22 Kasım 2024
  • İstanbul7°C
  • Diyarbakır7°C
  • Ankara12°C
  • İzmir15°C
  • Berlin2°C

HEM BM'YE HEM İSRAİL'E VURDU

Birleşmiş Milletler'de konuşan Erdoğan, "buradan bir kez daha İsrail'e seslenmek istiyorum: Barışın yerine ikame edilecek hiçbir şey yoktur" dedi.

Hem BM'ye hem İsrail'e vurdu

23 Eylül 2011 Cuma 12:28

Birleşmiş Milletler'de konuşan Başbakan Erdoğan, "buradan bir kez daha İsrail'e seslenmek istiyorum: Barışın yerine ikame edilecek hiçbir şey yoktur" dedi. Erdoğan, "BM, Filistin halkının yaşadığı insanlık dramının sona ermesini sağlayacak hiçbir adımı atamayacak kadar aciz kalmaktadır" dedi. 

Erdoğan, Birleşmiş Milletler (BM) 66. Genel Kurulu'na hitap etti.

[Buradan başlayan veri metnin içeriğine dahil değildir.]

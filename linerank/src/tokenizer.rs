//! Word tokenizer
//!
//! A word is a maximal run of ASCII letters. Everything else (digits,
//! punctuation, whitespace, newlines and any non-ASCII byte) separates words
//! and is dropped. The same rules apply to document lines and to queries.

use std::collections::BTreeSet;

/// Lazy iterator over the words of a text.
///
/// Yields slices of the input; nothing is copied.
#[derive(Debug, Clone)]
pub struct Words<'a> {
    text: &'a str,
    pos: usize,
}

impl<'a> Iterator for Words<'a> {
    type Item = &'a str;

    fn next(&mut self) -> Option<&'a str> {
        let bytes = self.text.as_bytes();

        // Skip separators
        while self.pos < bytes.len() && !bytes[self.pos].is_ascii_alphabetic() {
            self.pos += 1;
        }
        if self.pos == bytes.len() {
            return None;
        }

        let start = self.pos;
        while self.pos < bytes.len() && bytes[self.pos].is_ascii_alphabetic() {
            self.pos += 1;
        }

        // Both ends sit next to ASCII bytes (or the text bounds), so they are
        // always char boundaries.
        Some(&self.text[start..self.pos])
    }
}

impl std::iter::FusedIterator for Words<'_> {}

/// Split text into words.
///
/// # Example
///
/// ```
/// use linerank::tokenizer::words;
///
/// let found: Vec<&str> = words("Hello, world42again!").collect();
/// assert_eq!(found, vec!["Hello", "world", "again"]);
/// ```
pub fn words(text: &str) -> Words<'_> {
    Words { text, pos: 0 }
}

/// Canonical key for a word: ASCII lowercase.
pub fn normalize(word: &str) -> String {
    word.to_ascii_lowercase()
}

/// Normalized, deduplicated query words in sorted order.
///
/// # Example
///
/// ```
/// use linerank::tokenizer::query_terms;
///
/// let terms: Vec<String> = query_terms("Dog dog, CAT").into_iter().collect();
/// assert_eq!(terms, vec!["cat", "dog"]);
/// ```
pub fn query_terms(query: &str) -> BTreeSet<String> {
    words(query).map(normalize).collect()
}
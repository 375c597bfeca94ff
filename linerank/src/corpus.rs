//! Line statistics for one document
//!
//! The corpus is the list of word-bearing lines of a single document together
//! with the number of lines each word appears in. It borrows from the
//! document text and lives for one search.

use crate::tokenizer::{normalize, words};
use std::collections::{HashMap, HashSet};

/// A line that contains at least one word
#[derive(Debug, Clone)]
pub struct CorpusLine<'a> {
    /// Original line text, verbatim
    pub text: &'a str,
    /// 1-based line number in the document (empty lines included)
    pub line_number: usize,
    /// Words of the line in order, original casing
    pub words: Vec<&'a str>,
}

/// Word-bearing lines of a document plus document frequencies
#[derive(Debug, Clone, Default)]
pub struct Corpus<'a> {
    lines: Vec<CorpusLine<'a>>,
    document_frequency: HashMap<String, usize>,
}

impl<'a> Corpus<'a> {
    /// Split `text` on `'\n'` and collect line statistics.
    ///
    /// Lines without words are dropped. No trimming is done, so a trailing
    /// `'\r'` stays part of the line text.
    pub fn build(text: &'a str) -> Self {
        let mut corpus = Corpus::default();

        for (index, line) in text.split('\n').enumerate() {
            let line_words: Vec<&'a str> = words(line).collect();
            if line_words.is_empty() {
                continue;
            }

            let distinct: HashSet<String> = line_words.iter().map(|w| normalize(w)).collect();
            for word in distinct {
                *corpus.document_frequency.entry(word).or_insert(0) += 1;
            }

            corpus.lines.push(CorpusLine {
                text: line,
                line_number: index + 1,
                words: line_words,
            });
        }

        tracing::debug!(
            "Built corpus: {} lines, {} distinct words",
            corpus.lines.len(),
            corpus.document_frequency.len()
        );

        corpus
    }

    /// Corpus lines in document order
    pub fn lines(&self) -> &[CorpusLine<'a>] {
        &self.lines
    }

    /// Number of corpus lines
    pub fn len(&self) -> usize {
        self.lines.len()
    }

    /// True when the document has no word-bearing lines
    pub fn is_empty(&self) -> bool {
        self.lines.is_empty()
    }

    /// Number of lines containing `word` (case-insensitive), if any
    pub fn document_frequency(&self, word: &str) -> Option<usize> {
        self.frequency_of_key(&normalize(word))
    }

    /// Document frequency for an already normalized key
    pub(crate) fn frequency_of_key(&self, key: &str) -> Option<usize> {
        self.document_frequency.get(key).copied()
    }
}
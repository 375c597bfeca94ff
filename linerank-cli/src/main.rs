//! Line Rank CLI - rank the lines of a document against a query

use anyhow::{Context, Result};
use clap::{Parser, Subcommand};
use linerank::{OutputFormat, SearchOptions, Searcher};
use std::io::Read;
use std::path::{Path, PathBuf};
use tracing_subscriber::{fmt, prelude::*, EnvFilter};

#[derive(Parser)]
#[command(name = "linerank")]
#[command(
    author,
    version,
    about = "Line Rank - rank the lines of a text document by relevance to a query"
)]
#[command(propagate_version = true)]
struct Cli {
    /// Enable verbose output
    #[arg(long, short = 'v', global = true)]
    verbose: bool,

    #[command(subcommand)]
    command: Commands,
}

#[derive(Subcommand)]
enum Commands {
    /// Print the most relevant lines of a document
    Search {
        /// Search query
        query: String,

        /// Document to search (default: stdin)
        #[arg(long, short = 'f', env = "LINERANK_FILE")]
        file: Option<PathBuf>,

        /// Maximum number of results
        #[arg(long, short = 'n', default_value = "10", env = "LINERANK_LIMIT")]
        limit: usize,

        /// Prefix text results with line number and score
        #[arg(long, short = 's')]
        scores: bool,

        /// Output format (text, json)
        #[arg(long, short = 'o', default_value = "text")]
        format: String,
    },

    /// Print the words the tokenizer extracts from some text
    Tokens {
        /// Text to tokenize
        text: String,
    },
}

fn main() -> Result<()> {
    let cli = Cli::parse();

    // Initialize logging
    let filter = if cli.verbose {
        EnvFilter::new("debug")
    } else {
        EnvFilter::new("info")
    };

    tracing_subscriber::registry()
        .with(fmt::layer().with_writer(std::io::stderr))
        .with(filter)
        .init();

    match cli.command {
        Commands::Search {
            query,
            file,
            limit,
            scores,
            format,
        } => cmd_search(&query, file.as_deref(), limit, scores, &format),
        Commands::Tokens { text } => cmd_tokens(&text),
    }
}

/// Read the whole document from a file or stdin
fn read_document(file: Option<&Path>) -> Result<Vec<u8>> {
    match file {
        Some(path) => {
            std::fs::read(path).with_context(|| format!("Failed to read {}", path.display()))
        }
        None => {
            let mut bytes = Vec::new();
            std::io::stdin()
                .read_to_end(&mut bytes)
                .context("Failed to read stdin")?;
            Ok(bytes)
        }
    }
}

fn cmd_search(
    query: &str,
    file: Option<&Path>,
    limit: usize,
    scores: bool,
    format: &str,
) -> Result<()> {
    let format: OutputFormat = format.parse()?;

    let bytes = read_document(file)?;
    let text = linerank::decode_document(&bytes)?;
    tracing::debug!("Read document: {} bytes", bytes.len());

    let searcher = Searcher::new(SearchOptions { limit });
    let results = searcher.search(text, query);

    if results.is_empty() && format == OutputFormat::Text {
        tracing::info!("No matching lines for {:?}", query);
        return Ok(());
    }

    println!("{}", linerank::render(&results, format, scores)?);
    Ok(())
}

fn cmd_tokens(text: &str) -> Result<()> {
    for word in linerank::tokenizer::words(text) {
        println!("{}", word);
    }
    Ok(())
}

#[cfg(test)]
mod tests {
    use super::*;
    use clap::CommandFactory;

    #[test]
    fn test_cli_definition() {
        Cli::command().debug_assert();
    }

    #[test]
    fn test_parse_search_arguments() {
        let cli = Cli::try_parse_from([
            "linerank", "search", "dog", "-n", "3", "-f", "doc.txt", "--scores", "-o", "json",
        ])
        .unwrap();
        match cli.command {
            Commands::Search {
                query,
                file,
                limit,
                scores,
                format,
            } => {
                assert_eq!(query, "dog");
                assert_eq!(file, Some(PathBuf::from("doc.txt")));
                assert_eq!(limit, 3);
                assert!(scores);
                assert_eq!(format, "json");
            }
            Commands::Tokens { .. } => panic!("expected search command"),
        }
    }

    #[test]
    fn test_parse_rejects_negative_limit() {
        assert!(Cli::try_parse_from(["linerank", "search", "dog", "-n", "-1"]).is_err());
    }
}
//! Search over the lines of one document

use crate::corpus::Corpus;
use crate::ranker::rank;
use crate::scorer::score_corpus;
use crate::tokenizer::query_terms;

/// Search options
#[derive(Debug, Clone)]
pub struct SearchOptions {
    /// Maximum number of results
    pub limit: usize,
}

impl Default for SearchOptions {
    fn default() -> Self {
        SearchOptions { limit: 10 }
    }
}

/// Search result
#[derive(Debug, Clone, PartialEq, serde::Serialize)]
#[serde(rename_all = "camelCase")]
pub struct SearchResult<'a> {
    /// 1-based line number in the document
    pub line_number: usize,
    /// Original line text
    pub text: &'a str,
    /// TF-IDF relevance score (always > 0)
    pub score: f64,
}

/// Searcher for a single document
#[derive(Debug, Clone, Default)]
pub struct Searcher {
    options: SearchOptions,
}

impl Searcher {
    /// Create a new searcher
    pub fn new(options: SearchOptions) -> Self {
        Searcher { options }
    }

    /// Options this searcher was built with
    pub fn options(&self) -> &SearchOptions {
        &self.options
    }

    /// Rank the lines of `text` against `query`.
    ///
    /// Everything is rebuilt from `text` on every call; results borrow from it.
    pub fn search<'a>(&self, text: &'a str, query: &str) -> Vec<SearchResult<'a>> {
        if self.options.limit == 0 {
            return Vec::new();
        }

        let terms = query_terms(query);
        tracing::debug!("Query {:?}: {} distinct terms", query, terms.len());
        if terms.is_empty() {
            return Vec::new();
        }

        let corpus = Corpus::build(text);
        let scores = score_corpus(&corpus, &terms);

        let results: Vec<SearchResult<'a>> = rank(&scores, self.options.limit)
            .into_iter()
            .map(|index| {
                let line = &corpus.lines()[index];
                tracing::trace!("line {} scored {:.6}", line.line_number, scores[index]);
                SearchResult {
                    line_number: line.line_number,
                    text: line.text,
                    score: scores[index],
                }
            })
            .collect();

        tracing::debug!(
            "{} of {} lines matched (limit {})",
            results.len(),
            corpus.len(),
            self.options.limit
        );

        results
    }
}

/// Return up to `results_count` lines of `text` most relevant to `query`.
///
/// Each returned slice is one full original line of `text`. Lines with zero
/// relevance are never returned, and equally relevant lines keep their
/// document order.
///
/// # Example
///
/// ```
/// let lines = linerank::search("cat dog\ndog dog\nbird", "dog", 3);
/// assert_eq!(lines, vec!["dog dog", "cat dog"]);
/// ```
pub fn search<'a>(text: &'a str, query: &str, results_count: usize) -> Vec<&'a str> {
    Searcher::new(SearchOptions {
        limit: results_count,
    })
    .search(text, query)
    .into_iter()
    .map(|result| result.text)
    .collect()
}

Başbakan Erdoğan, yaptığı konuşmada, şunları kaydetti: "Bizim açımızdan Birleşmiş Milletler, kaba kuvvet ve zulüm yerine, uluslararası hak ve adaleti, çatışmayı değil barışı, basit çıkar ve denge arayışlarını değil, insanlık vicdanını hakim kılmaya çalışması gereken bir idealin adıdır. Ben Birleşmiş Milletleri böyle anlıyorum. Bu idealin gerçekleşmesinin önündeki en büyük engel ise yarım asrı aşkın süredir devam eden Arap-İsrail ihtilafıdır. Bu sorunun halen çözülememesi, aksine her defasında hak ve hukukun siyasi dengeler uğruna heba edilmesi uluslararası adalet duygusuna vurulan en büyük darbedir.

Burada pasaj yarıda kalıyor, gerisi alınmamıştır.